There’s something celebratory about the every day. There’s something noble being manifest. —Laura Hurtado

A mother carrying two young children. A woman giving a hug to a friend. Ruth of the Bible gathering corn in the field.

The acts seem simple on the surface but in reality make a big difference.

“There’s something celebratory about the every day,” said Laura Hurtado, global art acquisitions curator at the Church History Museum of The Church of Jesus Christ of Latter-day Saints. “There’s something noble being manifest.”

The daily deeds of women such as these are the subject of the museum’s exhibit “Practicing Charity: Everyday Daughters of God.” The focus of the exhibit, as explained in an exhibit brochure, is to “help us see how the everyday things we do can teach us to be better sons and daughters of God.”

The idea for the exhibit emerged from a combination of oral histories and a personal interest Hurtado had in celebrating women. She compiled the exhibit using the work of Latter-day Saint artists known for painting predominantly women. Pieces by Lee Udall Bennion, Brian Kershisnik and Kathleen Peterson come together to create the exhibit and what Hurtado referred to as a “conversation” about the beauty of and faith behind everyday acts.

“We’re not perfect, but there are everyday things we do that are holy, that manifest our testimonies,” Hurtado said. “You often see women as mothers, and I wanted to expand that visual heritage and show women being good friends and manifesting baptismal covenants by giving a hug, women reading, women playing instruments, women serving each other.”

Hurtado explained part of the motivation behind the exhibit came from the tendency women have to put themselves under pressure. She said many women believe they need to do things perfectly, but that’s not what life is about. The title “Practicing Charity” was thoughtfully selected to point to the idea of life experiences being an opportunity to prepare and try through daily actions.

“I hope people get an appreciation for the messiness of life,” Hurtado explained. “Nothing is quite perfect. It’s a process, and in those daily activities we are doing something noble.”

Peterson further expanded upon the idea of practice as being the purpose behind life and God’s plan for his children.

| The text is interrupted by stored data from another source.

// src/core/diacritics.rs

//! Letters and combining marks of fully vocalized Arabic script, and the
//! predicates the rule engine builds on.

pub const FATHA: char = '\u{064e}';
pub const DAMMA: char = '\u{064f}';
pub const KASRA: char = '\u{0650}';
pub const SHADDA: char = '\u{0651}';
pub const SUKUN: char = '\u{0652}';
pub const FATHATAN: char = '\u{064b}';
pub const DAMMATAN: char = '\u{064c}';
pub const KASRATAN: char = '\u{064d}';

pub const ALEF: char = 'ا';
pub const ALEF_WASLA: char = 'ٱ';
pub const ALEF_HAMZA_ABOVE: char = 'أ';
pub const ALEF_HAMZA_BELOW: char = 'إ';
pub const ALEF_MADDA: char = 'آ';
pub const HAMZA: char = 'ء';
pub const TEH: char = 'ت';
pub const NOON: char = 'ن';
pub const SEEN: char = 'س';
pub const WAW: char = 'و';
pub const YEH: char = 'ي';
pub const ALEF_MAKSURA: char = 'ى';

/// The five marks whose presence makes a verb "vocalized".
const VOWEL_MARKS: [char; 5] = [FATHA, DAMMA, KASRA, SHADDA, SUKUN];

/// Short vowels, sukun and tanween. The shadda is not in this set: a
/// geminated consonant occupies a slot of the skeleton.
const HARAKAT: [char; 7] = [FATHA, DAMMA, KASRA, SUKUN, FATHATAN, DAMMATAN, KASRATAN];

pub fn is_vocalized(s: &str) -> bool {
    s.chars().any(|c| VOWEL_MARKS.contains(&c))
}

fn is_haraka(c: char) -> bool {
    HARAKAT.contains(&c)
}

/// Removes the harakat, leaving the consonant skeleton (shadda included).
pub fn strip_harakat(s: &str) -> String {
    s.chars().filter(|c| !is_haraka(*c)).collect()
}

/// Number of skeleton slots in `s`, i.e. code points left after
/// `strip_harakat`.
pub fn skeleton_len(s: &str) -> usize {
    s.chars().filter(|c| !is_haraka(*c)).count()
}

/// Prepares a vocalized verb for pattern matching: hamza-carrying alef
/// variants collapse to the plain alef, and a final yeh/alef-maksura to
/// the plain yeh. Unvocalized input is returned unchanged. Skeleton
/// length and mark positions are preserved.
pub fn normalize(s: &str) -> String {
    if !is_vocalized(s) {
        return s.to_string();
    }
    let mut out: Vec<char> = s
        .chars()
        .map(|c| match c {
            ALEF_HAMZA_ABOVE | ALEF_HAMZA_BELOW | ALEF_MADDA => ALEF,
            other => other,
        })
        .collect();
    if let Some(last) = out.last_mut() {
        if *last == ALEF_MAKSURA {
            *last = YEH;
        }
    }
    out.into_iter().collect()
}

#[cfg(test)]
mod tests {
    use super::*;

    #[test]
    fn vocalized_detection() {
        assert!(is_vocalized("كَتَبَ"));
        assert!(is_vocalized("كتّب")); // a lone shadda counts
        assert!(!is_vocalized("كتب"));
        assert!(!is_vocalized(""));
    }

    #[test]
    fn strip_keeps_shadda() {
        assert_eq!(strip_harakat("كَتَبَ"), "كتب");
        assert_eq!(strip_harakat("تَكَتَّبَ"), "تكتّب");
        assert_eq!(skeleton_len("تَكَتَّبَ"), 5);
        assert_eq!(skeleton_len("اِسْتَكْتَبَ"), 6);
    }

    #[test]
    fn normalize_collapses_hamzated_alef() {
        let normalized = normalize("أَكْتَبَ");
        assert!(normalized.starts_with(ALEF));
        assert_eq!(skeleton_len(&normalized), 4);
    }

    #[test]
    fn normalize_rewrites_final_maksura() {
        assert!(normalize("مَشَى").ends_with(YEH));
    }

    #[test]
    fn normalize_leaves_unvocalized_alone() {
        assert_eq!(normalize("أكتب"), "أكتب");
    }
}
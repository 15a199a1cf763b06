// src/core/registry.rs
use serde::Serialize;
use thiserror::Error;

use crate::core::types::FormNumber;

/// One of the ten canonical derivation patterns (Form I through X).
#[derive(Debug, Clone, Copy, PartialEq, Eq, Serialize)]
pub struct FormDescriptor {
    pub form: FormNumber,
    pub arabic_name: &'static str,
    /// Templatic spelling over the radicals ف-ع-ل.
    pub pattern: &'static str,
    pub english_meaning: &'static str,
    pub example: &'static str,
}

#[derive(Debug, Error, PartialEq, Eq)]
pub enum RegistryError {
    #[error("no such verb form: {0}")]
    NotFound(FormNumber),
}

const FORMS: [FormDescriptor; 10] = [
    FormDescriptor {
        form: 1,
        arabic_name: "الفعل المجرد",
        pattern: "فَعَلَ",
        english_meaning: "Basic/Original",
        example: "كَتَبَ",
    },
    FormDescriptor {
        form: 2,
        arabic_name: "فَعَّلَ",
        pattern: "فَعَّلَ",
        english_meaning: "Intensive/Causative",
        example: "كَتَّبَ",
    },
    FormDescriptor {
        form: 3,
        arabic_name: "فَاعَلَ",
        pattern: "فَاعَلَ",
        english_meaning: "Interactive/Reciprocal",
        example: "كَاتَبَ",
    },
    FormDescriptor {
        form: 4,
        arabic_name: "أَفْعَلَ",
        pattern: "أَفْعَلَ",
        english_meaning: "Causative/Declarative",
        example: "أَكْتَبَ",
    },
    FormDescriptor {
        form: 5,
        arabic_name: "تَفَعَّلَ",
        pattern: "تَفَعَّلَ",
        english_meaning: "Reflexive of Form II",
        example: "تَكَتَّبَ",
    },
    FormDescriptor {
        form: 6,
        arabic_name: "تَفاعَلَ",
        pattern: "تَفاعَلَ",
        english_meaning: "Reciprocal of Form III",
        example: "تَكَاتَبَ",
    },
    FormDescriptor {
        form: 7,
        arabic_name: "اِنْفَعَلَ",
        pattern: "اِنْفَعَلَ",
        english_meaning: "Passive/Reflexive",
        example: "اِنْكَتَبَ",
    },
    FormDescriptor {
        form: 8,
        arabic_name: "اِفْتَعَلَ",
        pattern: "اِفْتَعَلَ",
        english_meaning: "Reflexive/Participatory",
        example: "اِكْتَتَبَ",
    },
    FormDescriptor {
        form: 9,
        arabic_name: "اِفْعَلَّ",
        pattern: "اِفْعَلَّ",
        english_meaning: "Color/Physical Defects",
        example: "اِشْوَدَّ",
    },
    FormDescriptor {
        form: 10,
        arabic_name: "اِسْتَفْعَلَ",
        pattern: "اِسْتَفْعَلَ",
        english_meaning: "Request/Seeking",
        example: "اِسْتَكْتَبَ",
    },
];

/// Read-only catalog of the ten forms. Plain static data; cheap to copy
/// around.
#[derive(Debug, Clone, Copy, Default)]
pub struct FormRegistry;

impl FormRegistry {
    pub fn new() -> Self {
        Self
    }

    pub fn describe(&self, form: FormNumber) -> Result<&'static FormDescriptor, RegistryError> {
        if (1..=10).contains(&form) {
            Ok(&FORMS[usize::from(form) - 1])
        } else {
            Err(RegistryError::NotFound(form))
        }
    }

    pub fn all(&self) -> &'static [FormDescriptor; 10] {
        &FORMS
    }
}

#[cfg(test)]
mod tests {
    use super::*;

    #[test]
    fn catalog_is_complete_and_ordered() {
        let registry = FormRegistry::new();
        assert_eq!(registry.all().len(), 10);
        for (i, descriptor) in registry.all().iter().enumerate() {
            assert_eq!(descriptor.form, (i + 1) as FormNumber);
            assert!(!descriptor.arabic_name.is_empty());
            assert!(!descriptor.pattern.is_empty());
            assert!(!descriptor.english_meaning.is_empty());
            assert!(!descriptor.example.is_empty());
        }
    }

    #[test]
    fn describe_known_forms() {
        let registry = FormRegistry::new();
        assert_eq!(registry.describe(2).unwrap().pattern, "فَعَّلَ");
        assert_eq!(registry.describe(10).unwrap().example, "اِسْتَكْتَبَ");
    }

    #[test]
    fn describe_rejects_out_of_range() {
        let registry = FormRegistry::new();
        assert_eq!(registry.describe(0), Err(RegistryError::NotFound(0)));
        assert_eq!(registry.describe(11), Err(RegistryError::NotFound(11)));
    }
}
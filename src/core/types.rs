// src/core/types.rs
use serde::{Deserialize, Serialize};

/// The number of a canonical derivation form, 1 through 10.
pub type FormNumber = u8;

/// Shown in place of any derivative or conjugated field that could not
/// be produced.
pub const PLACEHOLDER: &str = "—";

/// Outcome of running a verb through the form classifier.
/// The confidence is a fixed constant per rule hit (0.9), not a computed
/// score: the rules either recognize a pattern or they don't.
#[derive(Debug, Clone, Copy, PartialEq, Serialize, Deserialize)]
pub struct Classification {
    pub form: Option<FormNumber>,
    pub confidence: f32,
}

impl Classification {
    pub fn none() -> Self {
        Self {
            form: None,
            confidence: 0.0,
        }
    }

    pub fn detected(form: FormNumber, confidence: f32) -> Self {
        Self {
            form: Some(form),
            confidence,
        }
    }
}

/// One row of the comprehensive per-form report: fixed pattern metadata
/// plus the derivatives and key conjugations obtained from the
/// conjugation backend.
#[derive(Debug, Clone, Serialize, Deserialize)]
pub struct ComprehensiveFormRecord {
    pub form: FormNumber,
    /// Roman numeral of the form, "I" through "X".
    pub roman: String,
    pub pattern: String,
    pub meaning: String,
    pub verbal_noun: String,
    pub active_participle: String,
    pub passive_participle: String,
    pub noun_of_place: String,
    pub noun_of_time: String,
    /// Perfect and imperfect at the third person masculine singular.
    pub perfect_active: String,
    pub perfect_passive: String,
    pub imperfect_active: String,
    pub imperfect_passive: String,
    /// Imperative at the second person masculine singular.
    pub imperative: String,
}
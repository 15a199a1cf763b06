// src/core/engine.rs
use std::fmt;

use crate::core::classifier::FormClassifier;
use crate::core::generator;
use crate::core::registry::FormRegistry;
use crate::core::reporter::{self, PlainTextRenderer, ReportError};
use crate::core::types::{Classification, ComprehensiveFormRecord, FormNumber};
use crate::sarf::{
    DisplayFormat, FormRenderer, FutureType, SarfBackend, SarfError, SarfOutput, SarfRequest,
};

/// Main entry point. Owns the classifier, the form catalog and the
/// collaborator handles, and dispatches on the requested display format.
/// Immutable after construction; every method takes `&self`, so a single
/// engine can be shared across threads.
pub struct SarfEngine {
    classifier: FormClassifier,
    registry: FormRegistry,
    backend: Box<dyn SarfBackend>,
    renderer: Box<dyn FormRenderer>,
}

/// Tagged outcome of [`SarfEngine::conjugate`]. `Display` reproduces the
/// historical plain-text sentinels for callers that expect to match on
/// returned text.
#[derive(Debug)]
pub enum ConjugationOutput {
    /// A finished report table (FORM_TABLE / COMPREHENSIVE_TABLE).
    Table(String),
    /// Backend result, forwarded unmodified.
    Sarf(SarfOutput),
    /// The verb's detected form does not match the requested filter.
    FilterMismatch {
        word: String,
        detected: Option<FormNumber>,
        requested: FormNumber,
    },
    /// Report construction failed (empty word, unavailable form).
    Report(ReportError),
    /// The backend failed on a pass-through conjugation.
    Backend(SarfError),
}

impl fmt::Display for ConjugationOutput {
    fn fmt(&self, f: &mut fmt::Formatter<'_>) -> fmt::Result {
        match self {
            Self::Table(text) => f.write_str(text),
            Self::Sarf(SarfOutput::Rendered(text)) => f.write_str(text),
            Self::Sarf(SarfOutput::Structured(tables)) => {
                let json = serde_json::to_string(tables).unwrap_or_else(|_| "{}".to_string());
                f.write_str(&json)
            }
            Self::FilterMismatch {
                word,
                detected,
                requested,
            } => match detected {
                Some(form) => {
                    write!(f, "Error: Verb '{word}' is Form {form}, not Form {requested}")
                }
                None => {
                    write!(f, "Error: Verb '{word}' is Form unknown, not Form {requested}")
                }
            },
            Self::Report(err) => write!(f, "{err}"),
            Self::Backend(err) => write!(f, "Error: {err}"),
        }
    }
}

impl SarfEngine {
    /// Engine with the built-in plain-text renderer for comprehensive
    /// tables.
    pub fn new(backend: Box<dyn SarfBackend>) -> Self {
        Self::with_renderer(backend, Box::new(PlainTextRenderer))
    }

    pub fn with_renderer(backend: Box<dyn SarfBackend>, renderer: Box<dyn FormRenderer>) -> Self {
        Self {
            classifier: FormClassifier::new(),
            registry: FormRegistry::new(),
            backend,
            renderer,
        }
    }

    pub fn classify(&self, verb: &str) -> Classification {
        self.classifier.classify(verb)
    }

    pub fn registry(&self) -> &FormRegistry {
        &self.registry
    }

    pub fn variants(&self, word: &str, form: FormNumber) -> Vec<String> {
        generator::generate_variants(word, form)
    }

    pub fn forms_table(
        &self,
        word: &str,
        form_filter: Option<FormNumber>,
    ) -> Result<String, ReportError> {
        reporter::forms_table(&self.classifier, &self.registry, word, form_filter)
    }

    pub fn comprehensive_records(
        &self,
        word: &str,
        future_type: FutureType,
        transitive: bool,
    ) -> Vec<ComprehensiveFormRecord> {
        reporter::comprehensive_records(
            &self.classifier,
            self.backend.as_ref(),
            word,
            future_type,
            transitive,
        )
    }

    /// Dispatches a conjugation request. Table formats are built here;
    /// anything else goes to the backend, after the optional form filter
    /// has been validated against the classifier.
    pub fn conjugate(&self, request: &SarfRequest) -> ConjugationOutput {
        match request.display_format {
            DisplayFormat::FormTable => {
                match self.forms_table(&request.word, request.form_filter) {
                    Ok(table) => ConjugationOutput::Table(table),
                    Err(err) => ConjugationOutput::Report(err),
                }
            }
            DisplayFormat::ComprehensiveTable => {
                let records = self.comprehensive_records(
                    &request.word,
                    request.future_type,
                    request.transitive,
                );
                ConjugationOutput::Table(self.renderer.render(&request.word, &records))
            }
            _ => {
                if let Some(requested) = request.form_filter {
                    let detected = self.classifier.classify(&request.word).form;
                    if detected != Some(requested) {
                        return ConjugationOutput::FilterMismatch {
                            word: request.word.clone(),
                            detected,
                            requested,
                        };
                    }
                }
                match self.backend.do_sarf(request) {
                    Ok(output) => ConjugationOutput::Sarf(output),
                    Err(err) => ConjugationOutput::Backend(err),
                }
            }
        }
    }

    /// Legacy text rendering of [`conjugate`](Self::conjugate).
    pub fn conjugate_text(&self, request: &SarfRequest) -> String {
        self.conjugate(request).to_string()
    }
}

“We will probably never be perfect, at least on this earth, but we can practice,” Peterson said in an online video about the exhibit. “And that’s what we’re doing. Every morning we get up and we practice, try a little harder, do our best, try and let go of the mistakes we’ve made and move on.”

Although the exhibit’s title includes “Everyday Daughters of God,” the exhibit offers a faith-promoting experience to both male and female guests through the subjects displayed.

“I feel more of a connection to God who is helping me become something, rather than waiting for me to be something splendid before he has any time for me,” Kershisnik said in an online companion video to the exhibit explaining his artistic process. “He is participating with me, alongside me, much as I try to do with my children in their mistakes: letting them make mistakes but not abandoning them in the midst of those.”

An activity guide with a word search, matching game, questions to answer and more is available at the exhibit, creating an interactive element, especially for younger guests. Additionally, a Personal Progress and Faith in God workbook was created to help young women and Activity Days girls adapt their exhibit experience to fulfill program requirements.

Hurtado said youth groups are welcome to come to the exhibit at any time to complete the projects in conjunction with the Personal Progress and Faith in God requirements and notes that finished experiences will need to be signed off by leaders.

Thanks to an online version of the exhibit, people all over the world can experience the beauty displayed by the “practicing” women. The website includes digital versions of some of the paintings, explanatory text and interviews with the artists.

Hurtado received feedback from a woman in India who saw the online exhibit and referred to it as a “boon to her soul.”

“I hope there is an image that speaks to someone’s personal experience and is an image they can identify with,” Hurtado said.

“Practicing Charity: Everyday Daughters of God” will be on display at the Church History Museum through Sept. 14. The online version of the exhibit is available at history.lds.org/exhibit/practicing-charity.

If you go …

What: “Practicing Charity: Everyday Daughters of God”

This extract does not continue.